And that's what it boils down to, with Liang's mystery: it read like it was written for the English-speaking audience to get to read what they want to read, and not something that truly gave any insight or perspective or humanity to a distant culture. It de-humanized it, actually, because it felt twisted and shallow, lacking all the morbid humor and quiet wry frustrations that each of us feel as human beings, no matter our flag or political system or language.

Are there people who don't feel they belong, and want to live somewhere else -- anywhere else? Certainly. It's too much simplification to assert that everyone of X nationality is convinced that their nation is the best ever; every country or way of life will have its dissidents, although not everyone is able to leave where they are. I would definitely say that Eliot Patterson's protagonist, in The Skull Mantra, is in a position of serious disenchantment with his government, having been ostracized and sent off to the gulag for being too good as an inspector. But while he sees the flaws, he's not that quick -- in fact, is downright reluctant -- to give up his citizenship and try for asylum in the US or Canada. He ends up turning down the offer.

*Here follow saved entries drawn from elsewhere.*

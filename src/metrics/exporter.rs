use std::io::Write;

use parking_lot::Mutex;

use crate::metrics::snapshot::CacheMetricsSnapshot;
use crate::metrics::traits::MetricsExporter;

/// Prometheus text exporter for cache metrics snapshots.
///
/// Writes the Prometheus text exposition format so the output can be
/// scraped directly or forwarded to an OpenTelemetry collector. Write errors
/// are logged and dropped; metrics never fail a caller.
#[derive(Debug)]
pub struct PrometheusTextExporter<W: Write + Send> {
    prefix: String,
    writer: Mutex<W>,
}

impl<W: Write + Send> PrometheusTextExporter<W> {
    pub fn new(prefix: impl Into<String>, writer: W) -> Self {
        Self {
            prefix: prefix.into(),
            writer: Mutex::new(writer),
        }
    }

    /// Consumes the exporter and returns the underlying writer.
    pub fn into_inner(self) -> W {
        self.writer.into_inner()
    }

    fn write_metric(&self, kind: &str, suffix: &str, value: u64) {
        let name = self.metric_name(suffix);
        let mut writer = self.writer.lock();
        let result = writeln!(writer, "# TYPE {name} {kind}")
            .and_then(|()| writeln!(writer, "{name} {value}"));
        if let Err(err) = result {
            tracing::warn!(metric = %name, error = %err, "failed to write metric");
        }
    }

    fn metric_name(&self, suffix: &str) -> String {
        if self.prefix.is_empty() {
            suffix.to_string()
        } else {
            format!("{}_{}", self.prefix, suffix)
        }
    }
}

impl<W: Write + Send> MetricsExporter<CacheMetricsSnapshot> for PrometheusTextExporter<W> {
    fn export(&self, snapshot: &CacheMetricsSnapshot) {
        self.write_metric("counter", "get_calls_total", snapshot.get_calls);
        self.write_metric("counter", "get_hits_total", snapshot.get_hits);
        self.write_metric("counter", "get_misses_total", snapshot.get_misses);
        self.write_metric("counter", "loads_total", snapshot.loads);
        self.write_metric("counter", "load_failures_total", snapshot.load_failures);
        self.write_metric("counter", "evictions_total", snapshot.evictions);
        self.write_metric("gauge", "cache_len", snapshot.cache_len as u64);
        self.write_metric("gauge", "list_len", snapshot.list_len as u64);
        self.write_metric("gauge", "capacity", snapshot.capacity as u64);
        self.write_metric("gauge", "shards", snapshot.shards as u64);
    }
}

#[cfg(test)]
mod tests {
    use super::*;

    #[test]
    fn writes_prefixed_counters_and_gauges() {
        let exporter = PrometheusTextExporter::new("shardcache", Vec::new());
        let snapshot = CacheMetricsSnapshot {
            get_calls: 7,
            get_hits: 5,
            get_misses: 2,
            loads: 2,
            cache_len: 2,
            list_len: 2,
            capacity: 100,
            shards: 19,
            ..Default::default()
        };
        exporter.export(&snapshot);

        let text = String::from_utf8(exporter.into_inner()).unwrap();
        assert!(text.contains("# TYPE shardcache_get_calls_total counter\nshardcache_get_calls_total 7\n"));
        assert!(text.contains("shardcache_get_hits_total 5\n"));
        assert!(text.contains("# TYPE shardcache_cache_len gauge\nshardcache_cache_len 2\n"));
        assert!(text.contains("shardcache_shards 19\n"));
    }

    #[test]
    fn empty_prefix_uses_bare_names() {
        let exporter = PrometheusTextExporter::new("", Vec::new());
        exporter.export(&CacheMetricsSnapshot::default());
        let text = String::from_utf8(exporter.into_inner()).unwrap();
        assert!(text.starts_with("# TYPE get_calls_total counter\n"));
    }
}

I didn't think much about that part, when reading, but I can see (in light of reading Liang) that this reaction might not have gone over well with a USian public. I can't see the insecurities reassured all that much when the much-besieged inspector does not leap at the chance to come to the US. An insulated reader would likely be (unconsciously, at least) offended that the proffered Western life is not seen as all that, or to be reminded that despite all our attempts to Other the Bad Guy, there might be reasons that some people want to stay.

Liang's protagonist reads like, given the chance, she'd happily throw away what she's got -- none of it sounds all that great, anyway, and mostly shallow and bleak -- and jump head-first into a life in the West. The protagonist may not give specifics, but her tone is consistently that she's stuck in something not-as-good, and life lacks all humor, all flowers on the table, all spark, for the protagonist stuck with the bitterness of second-best.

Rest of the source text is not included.